▶ _Exercise goal_: Copy each line containing the word "warn" from the records that follow, please.

▶ _Input records_:
※

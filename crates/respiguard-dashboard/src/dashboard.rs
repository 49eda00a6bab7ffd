use crate::config::DashboardArgs;
use anyhow::Context;
use chrono::{DateTime, Utc};
use respiguard_advisor::{GeminiAssessor, RespiratoryAdvisor, RiskAssessor};
use respiguard_core::{
    AlertFlags, MetricId, SnapshotHistory, SystemSnapshot, Trend, DEFAULT_CHART_WINDOW,
};
use respiguard_metrics::DashboardMetrics;
use respiguard_sim::Simulator;
use std::path::Path;
use std::sync::Arc;
use tokio::task::JoinSet;

pub struct Dashboard<R = GeminiAssessor> {
    args: DashboardArgs,
    simulator: Simulator,
    history: SnapshotHistory,
    current: SystemSnapshot,
    advisor: RespiratoryAdvisor<R>,
    metrics: Arc<DashboardMetrics>,
    banner: Option<&'static str>,
    ticks: u64,
}

impl<R: RiskAssessor + 'static> Dashboard<R> {
    pub fn new(args: DashboardArgs, advisor: RespiratoryAdvisor<R>) -> anyhow::Result<Self> {
        let history = SnapshotHistory::with_capacity(args.history)
            .context("invalid --history")?;
        let simulator = match args.seed {
            Some(seed) => Simulator::seeded(seed),
            None => Simulator::from_entropy(),
        };
        let metrics = DashboardMetrics::new().context("registering dashboard metrics")?;
        Ok(Self {
            args,
            simulator,
            history,
            current: SystemSnapshot::baseline(Utc::now()),
            advisor,
            metrics: Arc::new(metrics),
            banner: None,
            ticks: 0,
        })
    }

    pub fn history(&self) -> &SnapshotHistory {
        &self.history
    }

    pub fn advisor(&self) -> &RespiratoryAdvisor<R> {
        &self.advisor
    }

    pub fn current(&self) -> &SystemSnapshot {
        &self.current
    }

    /// Advances the simulation one step and records the new snapshot.
    pub fn tick(&mut self, now: DateTime<Utc>) -> &SystemSnapshot {
        let next = self.simulator.step(&self.current, now);
        self.history.push(next.clone());
        self.current = next;
        self.ticks += 1;

        self.metrics
            .observe_snapshot(&self.current, self.advisor.rules());
        self.report_tick();
        &self.current
    }

    fn heart_rate_trend(&self) -> Trend {
        self.history
            .trend(MetricId::HeartRate, DEFAULT_CHART_WINDOW)
            .unwrap_or(Trend::Stable)
    }

    fn report_tick(&mut self) {
        let s = &self.current;
        tracing::info!(
            tick = self.ticks,
            temperature = format_args!("{:.1}", s.env.temperature),
            humidity = format_args!("{:.0}", s.env.humidity),
            pm25 = format_args!("{:.1}", s.env.pm25),
            snow_depth = format_args!("{:.1}", s.env.snow_depth),
            heart_rate = format_args!("{:.0}", s.health.heart_rate),
            spo2 = format_args!("{:.1}", s.health.spo2),
            respiratory_rate = format_args!("{:.0}", s.health.respiratory_rate),
            hr_trend = ?self.heart_rate_trend(),
            "sensors"
        );

        let flags = AlertFlags::from_snapshot(s);
        let banner = flags.banner();
        if banner != self.banner {
            match banner {
                Some(text) => tracing::warn!(alerts = ?flags.active(), "Warning: {text} Seek shelter."),
                None => tracing::info!("alert cleared"),
            }
            self.banner = banner;
        }
    }

    fn spawn_assessment(&self, tasks: &mut JoinSet<()>) {
        let advisor = self.advisor.clone();
        let metrics = Arc::clone(&self.metrics);
        let snapshot = self.current.clone();
        tasks.spawn(async move {
            let stamped = advisor.assess(&snapshot).await;
            metrics.observe_assessment(&stamped);
            tracing::info!(
                risk = %stamped.result.risk_level,
                context = %stamped.result.weather_context,
                source = stamped.source.label(),
                summary = %stamped.result.summary,
                "assessment"
            );
            for (i, rec) in stamped.result.recommendations.iter().enumerate() {
                tracing::info!(n = i + 1, "recommendation: {rec}");
            }
        });
    }

    fn export_metrics(&self, path: &Path) -> anyhow::Result<()> {
        let text = self.metrics.render()?;
        std::fs::write(path, text).with_context(|| format!("writing {}", path.display()))
    }

    /// Drives the fixed cadence until `--ticks` is reached or Ctrl-C.
    pub async fn run(mut self) -> anyhow::Result<Self> {
        let mut interval = tokio::time::interval(self.args.tick());
        interval.set_missed_tick_behavior(tokio::time::MissedTickBehavior::Skip);
        let mut tasks = JoinSet::new();
        let shutdown = tokio::signal::ctrl_c();
        tokio::pin!(shutdown);

        loop {
            if self.args.ticks.is_some_and(|limit| self.ticks >= limit) {
                break;
            }
            tokio::select! {
                _ = interval.tick() => {}
                _ = &mut shutdown => {
                    tracing::info!("interrupt received, stopping");
                    break;
                }
            }

            self.tick(Utc::now());
            if self.args.should_analyze(self.ticks) {
                self.spawn_assessment(&mut tasks);
            }
            if let Some(path) = self.args.metrics_file.clone() {
                if let Err(err) = self.export_metrics(&path) {
                    tracing::warn!(error = %err, "metrics export failed");
                }
            }
            while let Some(done) = tasks.try_join_next() {
                if let Err(err) = done {
                    tracing::warn!(error = %err, "assessment task aborted");
                }
            }
        }

        while let Some(done) = tasks.join_next().await {
            if let Err(err) = done {
                tracing::warn!(error = %err, "assessment task aborted");
            }
        }
        Ok(self)
    }
}
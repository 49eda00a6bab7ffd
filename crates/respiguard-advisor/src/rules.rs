use crate::assessor::{AssessmentSource, RiskAssessor};
use crate::error::AdvisorError;
use respiguard_core::{AssessmentResult, RiskLevel, SystemSnapshot};
use serde::{Deserialize, Serialize};
use std::future::{ready, Future};

#[derive(Debug, Clone, Copy, PartialEq, Serialize, Deserialize)]
pub struct RiskWeights {
    pub temperature: f64,
    pub pm25: f64,
    pub spo2: f64,
    pub heart_rate: f64,
}

impl Default for RiskWeights {
    fn default() -> Self {
        Self {
            temperature: 0.3,
            pm25: 0.3,
            spo2: 0.2,
            heart_rate: 0.2,
        }
    }
}

/// Discrete severity multipliers, one per scored metric.
#[derive(Debug, Clone, Copy, PartialEq, Serialize, Deserialize)]
pub struct RiskFactors {
    pub temperature: f64,
    pub pm25: f64,
    pub spo2: f64,
    pub heart_rate: f64,
}

impl RiskFactors {
    pub fn from_snapshot(s: &SystemSnapshot) -> Self {
        let t = s.env.temperature;
        let pm = s.env.pm25;
        let o2 = s.health.spo2;

        let temperature = if t < -10.0 {
            2.0
        } else if t < 0.0 {
            1.5
        } else {
            1.0
        };
        let pm25 = if pm > 35.0 {
            2.0
        } else if pm > 25.0 {
            1.5
        } else {
            1.0
        };
        let spo2 = if o2 < 95.0 {
            2.0
        } else if o2 < 97.0 {
            1.5
        } else {
            1.0
        };
        let heart_rate = if s.health.heart_rate > 100.0 { 1.5 } else { 1.0 };

        Self {
            temperature,
            pm25,
            spo2,
            heart_rate,
        }
    }

    pub fn score(&self, weights: &RiskWeights) -> f64 {
        weights.temperature * self.temperature
            + weights.pm25 * self.pm25
            + weights.spo2 * self.spo2
            + weights.heart_rate * self.heart_rate
    }
}

/// Lower score bounds per level, checked from most to least severe.
#[derive(Debug, Clone, Copy, PartialEq, Serialize, Deserialize)]
pub struct LevelThresholds {
    pub critical: f64,
    pub high: f64,
    pub moderate: f64,
}

impl Default for LevelThresholds {
    fn default() -> Self {
        Self {
            critical: 3.0,
            high: 2.2,
            moderate: 1.5,
        }
    }
}

impl LevelThresholds {
    pub fn level_for(&self, score: f64) -> RiskLevel {
        if score >= self.critical {
            RiskLevel::Critical
        } else if score >= self.high {
            RiskLevel::High
        } else if score >= self.moderate {
            RiskLevel::Moderate
        } else {
            RiskLevel::Low
        }
    }
}

#[derive(Debug, Clone, Copy, PartialEq, Eq)]
pub struct Narrative {
    pub summary: &'static str,
    pub recommendations: &'static [&'static str],
}

/// One explanatory branch: when `applies` holds, `compose` picks the text for
/// the already-computed level.
#[derive(Clone, Copy)]
pub struct NarrativeRule {
    pub context: &'static str,
    pub applies: fn(&SystemSnapshot) -> bool,
    pub compose: fn(RiskLevel) -> Narrative,
}

impl std::fmt::Debug for NarrativeRule {
    fn fmt(&self, f: &mut std::fmt::Formatter<'_>) -> std::fmt::Result {
        f.debug_struct("NarrativeRule")
            .field("context", &self.context)
            .finish_non_exhaustive()
    }
}

const SEVERE_COLD_ELEVATED: Narrative = Narrative {
    summary: "Extreme cold is straining your airways and your vitals show stress. Bronchospasm risk is high.",
    recommendations: &[
        "Stay indoors and avoid breathing cold air directly.",
        "Keep your rescue inhaler within reach and use it as prescribed.",
        "Contact your care provider if breathing becomes difficult.",
    ],
};

const SEVERE_COLD: Narrative = Narrative {
    summary: "Air temperature is below -10°C. Cold, dry air can narrow the airways even while vitals remain steady.",
    recommendations: &[
        "Wear a scarf over your nose and mouth to warm the air.",
        "Limit outdoor exertion.",
        "Carry your rescue inhaler.",
    ],
};

const PARTICULATE_ELEVATED: Narrative = Narrative {
    summary: "Fine particulate levels are hazardous and your vitals indicate significant respiratory stress.",
    recommendations: &[
        "Move indoors and close windows.",
        "Run an air purifier if one is available.",
        "Use your rescue inhaler if you notice wheezing.",
    ],
};

const PARTICULATE: Narrative = Narrative {
    summary: "PM2.5 is above 35 µg/m³. Particulates held in cold winter air may irritate sensitive airways.",
    recommendations: &[
        "Reduce time spent outdoors.",
        "Wear a well-fitted particulate mask outside.",
        "Keep your rescue inhaler accessible.",
    ],
};

const HYPOXEMIA: Narrative = Narrative {
    summary: "Blood oxygen saturation is below 95%. This needs prompt attention regardless of outdoor conditions.",
    recommendations: &[
        "Stop physical activity and rest.",
        "Use your prescribed rescue medication.",
        "Seek medical care if SpO2 does not recover within minutes.",
    ],
};

const INVERSION: Narrative = Narrative {
    summary: "Below-freezing air is trapping pollutants near the ground and raising particulate exposure.",
    recommendations: &[
        "Avoid outdoor exercise until the inversion clears.",
        "Wear a mask when you go outside.",
    ],
};

const SNOW_EXERTION: Narrative = Narrative {
    summary: "Your heart rate is elevated in deep snow, which suggests physical strain from clearing or walking through drifts.",
    recommendations: &[
        "Take frequent breaks from snow clearing.",
        "Breathe through your nose and pace your exertion.",
        "Warm up indoors before continuing.",
    ],
};

const STABLE: Narrative = Narrative {
    summary: "Conditions and vitals are within comfortable ranges. No immediate respiratory concern.",
    recommendations: &[
        "Keep monitoring your vitals.",
        "Dress warmly before heading out.",
    ],
};

fn severe_cold(s: &SystemSnapshot) -> bool {
    s.env.temperature < -10.0
}

fn high_particulates(s: &SystemSnapshot) -> bool {
    s.env.pm25 > 35.0
}

fn hypoxemia(s: &SystemSnapshot) -> bool {
    s.health.spo2 < 95.0
}

fn inversion_layer(s: &SystemSnapshot) -> bool {
    s.env.temperature < 0.0 && s.env.pm25 > 20.0
}

fn snow_exertion(s: &SystemSnapshot) -> bool {
    s.env.snow_depth > 10.0 && s.health.heart_rate > 100.0
}

fn always(_: &SystemSnapshot) -> bool {
    true
}

fn severe_cold_text(level: RiskLevel) -> Narrative {
    if level.is_elevated() {
        SEVERE_COLD_ELEVATED
    } else {
        SEVERE_COLD
    }
}

fn particulate_text(level: RiskLevel) -> Narrative {
    if level.is_elevated() {
        PARTICULATE_ELEVATED
    } else {
        PARTICULATE
    }
}

fn hypoxemia_text(_: RiskLevel) -> Narrative {
    HYPOXEMIA
}

fn inversion_text(_: RiskLevel) -> Narrative {
    INVERSION
}

fn snow_exertion_text(_: RiskLevel) -> Narrative {
    SNOW_EXERTION
}

fn stable_text(_: RiskLevel) -> Narrative {
    STABLE
}

/// Narrative branches in priority order; the first that applies wins.
pub static NARRATIVE_RULES: [NarrativeRule; 6] = [
    NarrativeRule {
        context: "Severe Cold Snap",
        applies: severe_cold,
        compose: severe_cold_text,
    },
    NarrativeRule {
        context: "High Particulate Matter",
        applies: high_particulates,
        compose: particulate_text,
    },
    NarrativeRule {
        context: "Hypoxemia Detected",
        applies: hypoxemia,
        compose: hypoxemia_text,
    },
    NarrativeRule {
        context: "Winter Inversion Layer",
        applies: inversion_layer,
        compose: inversion_text,
    },
    NarrativeRule {
        context: "Snowy Conditions with Elevated Heart Rate",
        applies: snow_exertion,
        compose: snow_exertion_text,
    },
    NarrativeRule {
        context: "Stable Winter Conditions",
        applies: always,
        compose: stable_text,
    },
];

#[derive(Debug, Clone, Copy)]
pub struct RuleEvaluation {
    pub factors: RiskFactors,
    pub score: f64,
    pub level: RiskLevel,
    pub rule: &'static NarrativeRule,
}

impl RuleEvaluation {
    pub fn into_result(self) -> AssessmentResult {
        let narrative = (self.rule.compose)(self.level);
        AssessmentResult {
            risk_level: self.level,
            summary: narrative.summary.to_string(),
            recommendations: narrative
                .recommendations
                .iter()
                .map(|r| r.to_string())
                .collect(),
            weather_context: self.rule.context.to_string(),
        }
    }
}

/// Deterministic local classifier. Holds no state between calls.
#[derive(Debug, Clone, Copy, Default, PartialEq)]
pub struct RuleEngine {
    pub weights: RiskWeights,
    pub thresholds: LevelThresholds,
}

impl RuleEngine {
    pub fn new(weights: RiskWeights, thresholds: LevelThresholds) -> Self {
        Self {
            weights,
            thresholds,
        }
    }

    pub fn evaluate(&self, snapshot: &SystemSnapshot) -> RuleEvaluation {
        let factors = RiskFactors::from_snapshot(snapshot);
        let score = factors.score(&self.weights);
        let level = self.thresholds.level_for(score);
        let rule = NARRATIVE_RULES
            .iter()
            .find(|rule| (rule.applies)(snapshot))
            .unwrap_or(&NARRATIVE_RULES[NARRATIVE_RULES.len() - 1]);
        RuleEvaluation {
            factors,
            score,
            level,
            rule,
        }
    }

    pub fn classify(&self, snapshot: &SystemSnapshot) -> AssessmentResult {
        let evaluation = self.evaluate(snapshot);
        tracing::debug!(
            score = evaluation.score,
            level = %evaluation.level,
            context = evaluation.rule.context,
            "rule engine evaluated snapshot"
        );
        evaluation.into_result()
    }
}

impl RiskAssessor for RuleEngine {
    fn name(&self) -> &'static str {
        "rule-engine"
    }

    fn source(&self) -> AssessmentSource {
        AssessmentSource::Local
    }

    fn assess(
        &self,
        snapshot: &SystemSnapshot,
    ) -> impl Future<Output = Result<AssessmentResult, AdvisorError>> + Send {
        ready(Ok(self.classify(snapshot)))
    }
}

※

▶ _Answer to this task_:
                Some(text) => tracing::warn!(alerts = ?flags.active(), "Warning: {text} Seek shelter."),
                    tracing::warn!(error = %err, "metrics export failed");
                    tracing::warn!(error = %err, "assessment task aborted");
                tracing::warn!(error = %err, "assessment task aborted");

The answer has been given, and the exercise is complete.